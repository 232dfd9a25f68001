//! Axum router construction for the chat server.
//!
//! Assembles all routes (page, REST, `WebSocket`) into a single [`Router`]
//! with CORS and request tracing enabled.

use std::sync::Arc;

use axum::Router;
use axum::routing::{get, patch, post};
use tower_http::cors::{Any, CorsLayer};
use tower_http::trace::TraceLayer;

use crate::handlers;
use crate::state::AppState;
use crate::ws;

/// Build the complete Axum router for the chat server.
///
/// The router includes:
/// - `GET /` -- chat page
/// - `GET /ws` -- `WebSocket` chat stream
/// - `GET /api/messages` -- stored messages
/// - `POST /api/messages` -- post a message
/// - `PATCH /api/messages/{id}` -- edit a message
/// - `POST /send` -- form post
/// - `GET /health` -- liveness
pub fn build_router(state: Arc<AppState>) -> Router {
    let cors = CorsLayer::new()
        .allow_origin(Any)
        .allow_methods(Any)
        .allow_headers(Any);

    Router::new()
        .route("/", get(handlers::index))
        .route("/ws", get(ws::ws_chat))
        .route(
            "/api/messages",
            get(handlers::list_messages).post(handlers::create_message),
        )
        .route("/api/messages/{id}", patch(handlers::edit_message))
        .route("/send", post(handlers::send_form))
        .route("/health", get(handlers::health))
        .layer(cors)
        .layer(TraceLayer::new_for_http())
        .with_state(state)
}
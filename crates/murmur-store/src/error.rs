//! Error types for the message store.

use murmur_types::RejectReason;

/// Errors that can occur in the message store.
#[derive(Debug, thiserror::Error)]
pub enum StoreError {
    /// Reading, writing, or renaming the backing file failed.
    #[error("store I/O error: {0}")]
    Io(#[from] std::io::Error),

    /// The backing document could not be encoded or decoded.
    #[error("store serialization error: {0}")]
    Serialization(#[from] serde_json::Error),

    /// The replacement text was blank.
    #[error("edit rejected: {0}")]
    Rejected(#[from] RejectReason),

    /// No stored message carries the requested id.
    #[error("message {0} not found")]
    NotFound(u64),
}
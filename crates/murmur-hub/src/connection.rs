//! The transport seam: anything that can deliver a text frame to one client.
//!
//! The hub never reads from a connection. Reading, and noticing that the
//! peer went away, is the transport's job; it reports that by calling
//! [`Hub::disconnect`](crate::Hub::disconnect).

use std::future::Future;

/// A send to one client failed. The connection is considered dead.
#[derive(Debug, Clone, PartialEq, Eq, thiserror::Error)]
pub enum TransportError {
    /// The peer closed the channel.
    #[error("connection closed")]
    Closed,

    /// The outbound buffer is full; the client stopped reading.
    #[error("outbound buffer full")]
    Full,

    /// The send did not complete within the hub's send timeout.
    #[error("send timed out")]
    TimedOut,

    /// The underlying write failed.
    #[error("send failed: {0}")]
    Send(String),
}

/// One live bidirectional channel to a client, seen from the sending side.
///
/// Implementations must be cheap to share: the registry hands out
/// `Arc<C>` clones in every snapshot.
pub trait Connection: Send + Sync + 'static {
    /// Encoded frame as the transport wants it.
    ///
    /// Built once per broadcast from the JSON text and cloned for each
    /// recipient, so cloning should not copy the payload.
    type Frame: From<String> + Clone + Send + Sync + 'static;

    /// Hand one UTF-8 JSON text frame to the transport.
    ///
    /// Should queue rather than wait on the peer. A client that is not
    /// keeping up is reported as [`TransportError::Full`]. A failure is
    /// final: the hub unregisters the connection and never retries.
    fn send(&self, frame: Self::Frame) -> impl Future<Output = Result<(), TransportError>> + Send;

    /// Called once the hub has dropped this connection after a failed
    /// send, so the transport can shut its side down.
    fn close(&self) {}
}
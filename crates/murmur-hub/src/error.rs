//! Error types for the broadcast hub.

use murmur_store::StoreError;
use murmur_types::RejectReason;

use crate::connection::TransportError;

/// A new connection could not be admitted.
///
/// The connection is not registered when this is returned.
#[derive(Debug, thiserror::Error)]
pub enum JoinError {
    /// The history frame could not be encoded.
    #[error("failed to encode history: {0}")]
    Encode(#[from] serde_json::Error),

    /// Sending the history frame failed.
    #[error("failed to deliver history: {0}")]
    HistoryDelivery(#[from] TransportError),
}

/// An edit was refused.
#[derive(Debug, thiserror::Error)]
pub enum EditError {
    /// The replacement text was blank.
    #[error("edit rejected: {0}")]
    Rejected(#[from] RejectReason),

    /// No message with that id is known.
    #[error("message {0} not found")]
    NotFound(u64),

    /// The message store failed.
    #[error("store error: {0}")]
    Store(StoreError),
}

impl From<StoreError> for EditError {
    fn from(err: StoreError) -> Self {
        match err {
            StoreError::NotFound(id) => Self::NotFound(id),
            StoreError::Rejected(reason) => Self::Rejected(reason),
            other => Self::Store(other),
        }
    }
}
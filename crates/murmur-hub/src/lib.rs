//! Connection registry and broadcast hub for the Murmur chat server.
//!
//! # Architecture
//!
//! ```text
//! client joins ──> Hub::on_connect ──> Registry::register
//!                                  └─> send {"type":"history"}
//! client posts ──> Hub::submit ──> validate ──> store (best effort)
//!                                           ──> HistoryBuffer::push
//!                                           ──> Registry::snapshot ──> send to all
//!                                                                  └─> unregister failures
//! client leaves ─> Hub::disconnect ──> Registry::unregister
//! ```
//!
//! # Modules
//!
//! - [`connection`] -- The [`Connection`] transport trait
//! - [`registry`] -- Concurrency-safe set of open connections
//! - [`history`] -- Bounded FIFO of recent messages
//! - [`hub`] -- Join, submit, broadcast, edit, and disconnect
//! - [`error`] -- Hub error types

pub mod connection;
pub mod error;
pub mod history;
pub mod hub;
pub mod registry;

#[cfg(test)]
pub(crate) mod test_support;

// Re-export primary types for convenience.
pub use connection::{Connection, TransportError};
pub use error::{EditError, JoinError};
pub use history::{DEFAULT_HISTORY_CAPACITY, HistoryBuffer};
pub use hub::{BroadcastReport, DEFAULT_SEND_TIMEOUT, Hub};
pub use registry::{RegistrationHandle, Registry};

-------

Assignment: Search the records for the string "WebSocket" and, wherever a line contains it, please copy that line.

Written answer:
//! Assembles all routes (page, REST, `WebSocket`) into a single [`Router`]
/// - `GET /ws` -- `WebSocket` chat stream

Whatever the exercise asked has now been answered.